E come si può, invece, abbassare l’età media dei nostri docenti, i più vecchi d’Europa?

L’età media dei nostri insegnanti è alta, 54 anni. Detto questo, aggiungo che, per abbassarla e attirare i giovani, va rivalutata la funzione e il ruolo sociale degli insegnanti, rendendo la retribuzione dignitosa. Perché se per diventare insegnante servono quindici anni tra la laurea, il concorso e l’abilitazione per poi entrare in ruolo a 40 anni con 1.300 euro al mese, è evidente che i giovani scelgono un’altra strada.

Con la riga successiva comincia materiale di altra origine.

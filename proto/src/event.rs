use serde::{Deserialize, Serialize};
use serde_json::Value as Row;

/// One `before`/`after` pair inside an envelope's `updatedResults`.
#[derive(Debug, Clone, Serialize, Deserialize)]
pub struct UpdatedRow {
    pub before: Option<Row>,
    pub after: Row,
}

/// The inbound change-event envelope (spec.md §4.4).
#[derive(Debug, Clone, Serialize, Deserialize)]
#[serde(rename_all = "camelCase")]
pub struct ChangeEvent {
    pub query_id: String,
    pub sequence: i64,
    #[serde(default)]
    pub added_results: Vec<Row>,
    #[serde(default)]
    pub updated_results: Vec<UpdatedRow>,
    #[serde(default)]
    pub deleted_results: Vec<Row>,
}

/// Non-data lifecycle signals for a query; logged only, never mutate state.
#[derive(Debug, Clone, Copy, Serialize, Deserialize, PartialEq, Eq)]
#[serde(rename_all = "camelCase")]
pub enum ControlSignal {
    BootstrapStarted,
    BootstrapCompleted,
    Running,
    Stopped,
    Deleted,
}

#[derive(Debug, Clone, Serialize, Deserialize)]
#[serde(rename_all = "camelCase")]
pub struct ControlEvent {
    pub query_id: String,
    #[serde(default)]
    pub sequence: Option<i64>,
    pub control_signal: ControlSignal,
}

/// Internal, order-preserving view of a `ChangeEvent`'s three arrays.
///
/// The wire format keeps `addedResults`/`updatedResults`/`deletedResults` as
/// parallel arrays, but the per-query apply pipeline wants one ordered list
/// so an add-then-delete of the same key nets out correctly (spec.md §4.4's
/// tie-break rule). See spec.md §9 "dynamic dispatch across change kinds".
#[derive(Debug, Clone)]
pub enum RowChange {
    Added(Row),
    Updated { before: Option<Row>, after: Row },
    Deleted(Row),
}

impl ChangeEvent {
    /// Flattens the three arrays into a single ordered list: all adds, then
    /// all updates, then all deletes, matching the envelope-level tie-break
    /// rule in spec.md §4.4 ("added, updated, deleted").
    pub fn ordered_changes(&self) -> Vec<RowChange> {
        let mut out = Vec::with_capacity(self.added_results.len() + self.updated_results.len() + self.deleted_results.len());
        out.extend(self.added_results.iter().cloned().map(RowChange::Added));
        out.extend(self.updated_results.iter().cloned().map(|u| RowChange::Updated { before: u.before, after: u.after }));
        out.extend(self.deleted_results.iter().cloned().map(RowChange::Deleted));
        out
    }
}

/// Either kind of inbound envelope. Untagged: a control event is
/// distinguished by the presence of `controlSignal`, which a `ChangeEvent`
/// never carries.
#[derive(Debug, Clone, Serialize, Deserialize)]
#[serde(untagged)]
pub enum Envelope {
    Control(ControlEvent),
    Change(ChangeEvent),
}

/// The bootstrap view-service stream yields a header followed by an
/// unbounded number of rows, then ends. Modeled as a pull iterator
/// (`next() -> ViewStreamItem`) per spec.md §9's coroutine design note, so
/// bootstrap code reads as a straight-line loop.
#[derive(Debug, Clone)]
pub enum ViewStreamItem {
    Header { sequence: i64 },
    Row(Row),
    End,
}
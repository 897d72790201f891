use std::env;

use async_trait::async_trait;
use drasi_mcp_core::{ManagementClient, ViewStream, ViewStreamFactory};
use drasi_mcp_proto::ViewStreamItem;
use reqwest::Client;
use serde::Deserialize;
use serde_json::Value;

const DEFAULT_MANAGEMENT_URL: &str = "http://localhost:9001";
const DEFAULT_VIEW_SERVICE_URL: &str = "http://localhost:9002";

/// HTTP client for the management collaborator (spec.md §4.3 step 2). The
/// wire contract itself is out of spec.md's scope ("described only at their
/// interfaces"); this reaction's own choice — `GET {base}/queries/{queryId}/ready`
/// returning `{"ready": bool}` — is recorded in DESIGN.md.
pub struct HttpManagementClient {
    client: Client,
    base_url: String,
}

impl HttpManagementClient {
    pub fn from_env() -> Self {
        let base_url = env::var("managementApiUrl").unwrap_or_else(|_| DEFAULT_MANAGEMENT_URL.to_string());
        Self { client: Client::new(), base_url }
    }
}

#[derive(Deserialize)]
struct ReadyResponse {
    ready: bool,
}

#[async_trait]
impl ManagementClient for HttpManagementClient {
    async fn query_ready(&self, query_id: &str) -> Result<bool, anyhow::Error> {
        let url = format!("{}/queries/{}/ready", self.base_url, query_id);
        let response = self.client.get(&url).send().await?.error_for_status()?;
        let body: ReadyResponse = response.json().await?;
        Ok(body.ready)
    }
}

/// HTTP client for the view-service collaborator (spec.md §4.3 step 3):
/// `GET {base}/queries/{queryId}/view` returns newline-delimited JSON, one
/// `{"header":{"sequence":N}}` / `{"row":{...}}` / `{"end":true}` object per
/// line, consumed through the pull-based [`ViewStream`] trait.
pub struct HttpViewStreamFactory {
    client: Client,
    base_url: String,
}

impl HttpViewStreamFactory {
    pub fn from_env() -> Self {
        let base_url = env::var("viewServiceUrl").unwrap_or_else(|_| DEFAULT_VIEW_SERVICE_URL.to_string());
        Self { client: Client::new(), base_url }
    }
}

#[async_trait]
impl ViewStreamFactory for HttpViewStreamFactory {
    async fn open(&self, query_id: &str) -> Result<Box<dyn ViewStream>, anyhow::Error> {
        let url = format!("{}/queries/{}/view", self.base_url, query_id);
        let response = self.client.get(&url).send().await?.error_for_status()?;
        let body = response.text().await?;
        let lines = body.lines().map(str::to_string).collect::<Vec<_>>().into_iter();
        Ok(Box::new(NdjsonViewStream { lines }))
    }
}

struct NdjsonViewStream {
    lines: std::vec::IntoIter<String>,
}

#[derive(Deserialize)]
struct WireItem {
    #[serde(default)]
    header: Option<HeaderBody>,
    #[serde(default)]
    row: Option<Value>,
}

#[derive(Deserialize)]
struct HeaderBody {
    sequence: i64,
}

#[async_trait]
impl ViewStream for NdjsonViewStream {
    async fn next(&mut self) -> Result<ViewStreamItem, anyhow::Error> {
        loop {
            let Some(line) = self.lines.next() else {
                return Ok(ViewStreamItem::End);
            };
            if line.trim().is_empty() {
                continue;
            }
            let item: WireItem = serde_json::from_str(&line)?;
            return match (item.header, item.row) {
                (Some(header), _) => Ok(ViewStreamItem::Header { sequence: header.sequence }),
                (None, Some(row)) => Ok(ViewStreamItem::Row(row)),
                (None, None) => Ok(ViewStreamItem::End),
            };
        }
    }
}
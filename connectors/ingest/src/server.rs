use std::net::SocketAddr;
use std::sync::Arc;

use anyhow::Result;
use axum::{
    routing::{get, post},
    Router,
};
use drasi_mcp_core::{ResourceStore, SyncPointManager};
use drasi_mcp_proto::QueryConfig;
use tower::ServiceBuilder;
use tower_http::trace::{DefaultMakeSpan, DefaultOnRequest, DefaultOnResponse, TraceLayer};
use tracing::{info, Level};

use crate::{
    handler::{handle_envelope, health},
    state::IngestState,
};

/// The inbound change-event HTTP listener (spec.md §4.4, §6), built the
/// same way the teacher's `ankurah-websocket-server::WebsocketServer` and
/// `ankurah-server::Server` build their `axum::Router`s: a `TraceLayer`
/// wrapping a small route table, served via `axum::serve`.
pub struct IngestServer {
    router: Router,
}

impl IngestServer {
    pub fn new(store: Arc<ResourceStore>, sync_points: Arc<SyncPointManager>, configs: Arc<Vec<QueryConfig>>) -> Self {
        let state = IngestState::new(store, sync_points, configs);
        let router = Router::new()
            .route("/", post(handle_envelope))
            .route("/health", get(health))
            .with_state(state)
            .layer(
                ServiceBuilder::new().layer(
                    TraceLayer::new_for_http()
                        .make_span_with(DefaultMakeSpan::new().level(Level::INFO))
                        .on_request(DefaultOnRequest::new().level(Level::INFO))
                        .on_response(DefaultOnResponse::new().level(Level::INFO)),
                ),
            );
        Self { router }
    }

    pub async fn run(self, bind_address: &str) -> Result<()> {
        let listener = tokio::net::TcpListener::bind(bind_address).await?;
        info!("ingest listener bound on {}", listener.local_addr()?);
        axum::serve(listener, self.router.into_make_service_with_connect_info::<SocketAddr>())
            .with_graceful_shutdown(shutdown_signal())
            .await?;
        Ok(())
    }

    /// Exposes the inner router for in-process testing without binding a
    /// real socket twice.
    pub fn into_router(self) -> Router { self.router }
}

/// Waits for Ctrl-C or, on Unix, `SIGTERM` — the graceful-shutdown trigger
/// for the documented exit-code contract (spec.md §6 "Exit codes").
async fn shutdown_signal() {
    let ctrl_c = async { tokio::signal::ctrl_c().await.expect("failed to install Ctrl-C handler") };

    #[cfg(unix)]
    let terminate = async {
        tokio::signal::unix::signal(tokio::signal::unix::SignalKind::terminate()).expect("failed to install SIGTERM handler").recv().await;
    };
    #[cfg(not(unix))]
    let terminate = std::future::pending::<()>();

    tokio::select! {
        _ = ctrl_c => {}
        _ = terminate => {}
    }
}
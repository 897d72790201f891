use drasi_mcp_core::ResourceStore;
use drasi_mcp_proto::{stringify_scalar, QueryConfig, ResourceUri};
use serde_json::{json, Map, Value};

use crate::rpc::{RpcError, INTERNAL_ERROR, INVALID_PARAMS, INVALID_REQUEST, METHOD_NOT_FOUND};
use crate::session::{Session, SessionState};

/// Dispatches one JSON-RPC method call against the resource store (spec.md
/// §4.5's method table). Borrows rather than owns its collaborators because
/// a dispatcher is built fresh per request — it carries no state of its own.
pub struct Dispatcher<'a> {
    pub store: &'a ResourceStore,
    pub configs: &'a [QueryConfig],
}

impl<'a> Dispatcher<'a> {
    pub fn dispatch(&self, session: &Session, method: &str, params: &Value) -> Result<Value, RpcError> {
        match method {
            "initialize" => self.initialize(session),
            "resources/list" => self.resources_list(),
            "resources/templates/list" => self.resources_templates_list(),
            "resources/read" => self.resources_read(params),
            "resources/subscribe" => self.resources_subscribe(session, params),
            "resources/unsubscribe" => self.resources_unsubscribe(session, params),
            "tools/list" => self.tools_list(),
            "tools/call" => self.tools_call(params),
            "prompts/list" => Ok(json!({ "prompts": [] })),
            other => Err(RpcError::new(METHOD_NOT_FOUND, format!("unknown method: {other}"))),
        }
    }

    fn initialize(&self, session: &Session) -> Result<Value, RpcError> {
        session.set_state(SessionState::Initialising);
        session.set_state(SessionState::Ready);
        Ok(json!({
            "protocolVersion": "2024-11-05",
            "serverInfo": { "name": self.store.reaction_name(), "version": env!("CARGO_PKG_VERSION") },
            "capabilities": { "resources": { "listChanged": true, "subscribe": true }, "tools": {}, "prompts": {} },
        }))
    }

    fn resources_list(&self) -> Result<Value, RpcError> {
        let reaction = self.store.reaction_name();
        let resources: Vec<Value> = self
            .store
            .list_queries()
            .into_iter()
            .map(|meta| {
                json!({
                    "uri": ResourceUri::query(reaction, &meta.query_id).to_string(),
                    "name": meta.query_id,
                    "description": meta.description,
                    "mimeType": meta.content_type,
                })
            })
            .collect();
        Ok(json!({ "resources": resources }))
    }

    fn resources_templates_list(&self) -> Result<Value, RpcError> {
        let reaction = self.store.reaction_name();
        Ok(json!({
            "resourceTemplates": [{
                "uriTemplate": format!("drasi://{reaction}/entries/{{queryId}}/{{entryKey}}"),
                "name": "entry",
            }],
        }))
    }

    fn resources_read(&self, params: &Value) -> Result<Value, RpcError> {
        let raw_uri = params.get("uri").and_then(Value::as_str).ok_or_else(|| RpcError::new(INVALID_PARAMS, "missing uri"))?;
        let uri = ResourceUri::parse(raw_uri).map_err(|_| RpcError::new(INVALID_PARAMS, "Unknown resource URI"))?;
        let body = self.store.get_resource_by_uri(&uri).map_err(|_| RpcError::new(INVALID_PARAMS, "Unknown resource URI"))?;
        let Some(body) = body else {
            return Err(RpcError::new(INVALID_PARAMS, "Unknown resource URI"));
        };
        let mime_type = match &uri {
            ResourceUri::Query { .. } => "application/json".to_string(),
            ResourceUri::Entry { query_id, .. } => {
                self.store.query_metadata(query_id).map(|m| m.content_type).unwrap_or_else(|| "application/json".to_string())
            }
        };
        let text = serde_json::to_string(&body).map_err(|_| RpcError::new(INTERNAL_ERROR, "failed to encode resource body"))?;
        Ok(json!({ "contents": [{ "uri": raw_uri, "mimeType": mime_type, "text": text }] }))
    }

    fn resources_subscribe(&self, session: &Session, params: &Value) -> Result<Value, RpcError> {
        if session.state() != SessionState::Ready {
            return Err(RpcError::new(INVALID_REQUEST, "session is not ready"));
        }
        let raw_uri = params.get("uri").and_then(Value::as_str).ok_or_else(|| RpcError::new(INVALID_PARAMS, "missing uri"))?;
        let uri = ResourceUri::parse(raw_uri).map_err(|_| RpcError::new(INVALID_PARAMS, "Unknown resource URI"))?;
        session.subscribe(&uri);
        Ok(json!({}))
    }

    fn resources_unsubscribe(&self, session: &Session, params: &Value) -> Result<Value, RpcError> {
        let raw_uri = params.get("uri").and_then(Value::as_str).ok_or_else(|| RpcError::new(INVALID_PARAMS, "missing uri"))?;
        let uri = ResourceUri::parse(raw_uri).map_err(|_| RpcError::new(INVALID_PARAMS, "Unknown resource URI"))?;
        session.unsubscribe(&uri);
        Ok(json!({}))
    }

    fn tools_list(&self) -> Result<Value, RpcError> {
        let tools: Vec<Value> = self
            .store
            .list_queries()
            .into_iter()
            .map(|meta| {
                json!({
                    "name": format!("get_{}_results", meta.query_id),
                    "description": meta.description,
                    "inputSchema": {
                        "type": "object",
                        "properties": {
                            "limit": { "type": "integer", "minimum": 1 },
                            "filter": { "type": "object" },
                        },
                    },
                })
            })
            .collect();
        Ok(json!({ "tools": tools }))
    }

    fn tools_call(&self, params: &Value) -> Result<Value, RpcError> {
        let name = params.get("name").and_then(Value::as_str).ok_or_else(|| RpcError::new(INVALID_PARAMS, "missing tool name"))?;
        let query_id =
            name.strip_prefix("get_").and_then(|rest| rest.strip_suffix("_results")).ok_or_else(|| RpcError::new(INVALID_PARAMS, "Unknown tool"))?;
        let entries = self.store.entries_for_query(query_id).map_err(|_| RpcError::new(INVALID_PARAMS, "Unknown query"))?;
        let total_count = entries.len();

        let empty = json!({});
        let arguments = params.get("arguments").unwrap_or(&empty);
        let filter = arguments.get("filter").and_then(Value::as_object);
        let limit = arguments.get("limit").and_then(Value::as_u64).map(|n| n as usize);

        let mut results: Vec<Value> = entries.into_iter().filter(|entry| matches_filter(&entry.data, filter)).map(|entry| entry.data).collect();
        if let Some(limit) = limit {
            results.truncate(limit);
        }

        let description = self.store.query_metadata(query_id).and_then(|m| m.description);
        let body = json!({
            "queryId": query_id,
            "description": description,
            "resultCount": results.len(),
            "totalCount": total_count,
            "results": results,
        });
        let text = serde_json::to_string(&body).map_err(|_| RpcError::new(INTERNAL_ERROR, "failed to encode tool result"))?;
        Ok(json!({ "content": [{ "type": "text", "text": text }] }))
    }
}

/// A case-insensitive equality filter on stringified values (spec.md §4.5
/// "Tool semantics": `filter[k] == stringified(row[k])`), so a numeric row
/// field matches a string filter value and casing never matters.
fn matches_filter(data: &Value, filter: Option<&Map<String, Value>>) -> bool {
    let Some(filter) = filter else { return true };
    filter.iter().all(|(key, expected)| match data.get(key) {
        Some(actual) => stringify_scalar(actual).eq_ignore_ascii_case(&stringify_scalar(expected)),
        None => false,
    })
}

#[cfg(test)]
mod tests {
    use super::*;
    use drasi_mcp_core::ResourceStore;
    use serde_json::json;

    fn fixture() -> ResourceStore {
        let store = ResourceStore::new("mcp-server-e2e");
        store.initialize_query("products", "product_id", "application/json", Some("products".into()));
        for (id, name, stock) in [("p1", "Widget", 3), ("p2", "Premium Laptop", 7), ("p3", "Gadget", 12), ("p4", "Gizmo", 0), ("p5", "Thingamajig", 1)] {
            store.upsert_entry("products", id, json!({"product_id": id, "product_name": name, "stock": stock})).unwrap();
        }
        store
    }

    fn session() -> std::sync::Arc<Session> { crate::session::SessionManager::new().create() }

    #[test]
    fn tool_call_filters_and_limits() {
        let store = fixture();
        let dispatcher = Dispatcher { store: &store, configs: &[] };
        let result = dispatcher
            .tools_call(&json!({"name": "get_products_results", "arguments": {"filter": {"product_name": "Premium Laptop"}, "limit": 10}}))
            .unwrap();
        let text = result["content"][0]["text"].as_str().unwrap();
        let body: Value = serde_json::from_str(text).unwrap();
        assert_eq!(body["resultCount"], 1);
        assert_eq!(body["totalCount"], 5);
        assert_eq!(body["results"][0]["product_name"], "Premium Laptop");
    }

    #[test]
    fn tool_call_filter_is_case_insensitive() {
        let store = fixture();
        let dispatcher = Dispatcher { store: &store, configs: &[] };
        let result =
            dispatcher.tools_call(&json!({"name": "get_products_results", "arguments": {"filter": {"product_name": "premium LAPTOP"}}})).unwrap();
        let text = result["content"][0]["text"].as_str().unwrap();
        let body: Value = serde_json::from_str(text).unwrap();
        assert_eq!(body["resultCount"], 1);
        assert_eq!(body["results"][0]["product_id"], "p2");
    }

    #[test]
    fn tool_call_filter_matches_stringified_numeric_field() {
        let store = fixture();
        let dispatcher = Dispatcher { store: &store, configs: &[] };
        let result = dispatcher.tools_call(&json!({"name": "get_products_results", "arguments": {"filter": {"stock": "7"}}})).unwrap();
        let text = result["content"][0]["text"].as_str().unwrap();
        let body: Value = serde_json::from_str(text).unwrap();
        assert_eq!(body["resultCount"], 1);
        assert_eq!(body["results"][0]["product_id"], "p2");
    }

    #[test]
    fn tool_call_on_unknown_query_is_invalid_params() {
        let store = fixture();
        let dispatcher = Dispatcher { store: &store, configs: &[] };
        let err = dispatcher.tools_call(&json!({"name": "get_missing_results", "arguments": {}})).unwrap_err();
        assert_eq!(err.code, INVALID_PARAMS);
    }

    #[test]
    fn resources_read_unknown_uri_is_invalid_params() {
        let store = fixture();
        let dispatcher = Dispatcher { store: &store, configs: &[] };
        let err = dispatcher.resources_read(&json!({"uri": "drasi://mcp-server-e2e/entries/products/does-not-exist"})).unwrap_err();
        assert_eq!(err.code, INVALID_PARAMS);
        assert_eq!(err.message, "Unknown resource URI");
    }

    #[test]
    fn resources_read_entry_returns_raw_payload_text() {
        let store = fixture();
        let dispatcher = Dispatcher { store: &store, configs: &[] };
        let result = dispatcher.resources_read(&json!({"uri": "drasi://mcp-server-e2e/entries/products/p1"})).unwrap();
        let text = result["contents"][0]["text"].as_str().unwrap();
        let body: Value = serde_json::from_str(text).unwrap();
        assert_eq!(body["product_name"], "Widget");
    }

    #[test]
    fn subscribe_before_ready_is_rejected() {
        let store = fixture();
        let dispatcher = Dispatcher { store: &store, configs: &[] };
        let session = session();
        let err = dispatcher.resources_subscribe(&session, &json!({"uri": "drasi://mcp-server-e2e/queries/products"})).unwrap_err();
        assert_eq!(err.code, INVALID_REQUEST);
    }

    #[test]
    fn subscribe_after_initialize_succeeds() {
        let store = fixture();
        let dispatcher = Dispatcher { store: &store, configs: &[] };
        let session = session();
        dispatcher.initialize(&session).unwrap();
        dispatcher.resources_subscribe(&session, &json!({"uri": "drasi://mcp-server-e2e/queries/products"})).unwrap();
        assert!(session.is_subscribed("drasi://mcp-server-e2e/queries/products"));
    }

    #[test]
    fn unknown_method_is_method_not_found() {
        let store = fixture();
        let dispatcher = Dispatcher { store: &store, configs: &[] };
        let session = session();
        let err = dispatcher.dispatch(&session, "bogus/method", &json!({})).unwrap_err();
        assert_eq!(err.code, METHOD_NOT_FOUND);
    }
}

Noi dobbiamo rendere l’insegnamento una professione autorevole, come è stato per gran parte della nostra storia. Ma questa autorevolezza si conquista con un sistema di reclutamento snello e retribuzioni adeguate, che corrispondano alla responsabilità che si ricopre. Oggi, invece, non abbiamo né una retribuzione adeguata, né un sistema di reclutamento in grado di essere funzionale, sia rispetto alle aspettative delle giovani generazioni, sia del sistema stesso.

Sarebbe utile introdurre anche una progressione di carriera degli insegnanti, che oggi di fatto non esiste?

Sarebbe utile. È un percorso che vogliamo cominciare a trattare e negoziare nel prossimo contratto. Per superare questo appiattimento della professione dell’insegnante, che è un altro dei motivi di scarsa appetibilità della professione presso i giovani laureati. I tempi sono maturi e la Cisl è pronta ad avviare la trattativa.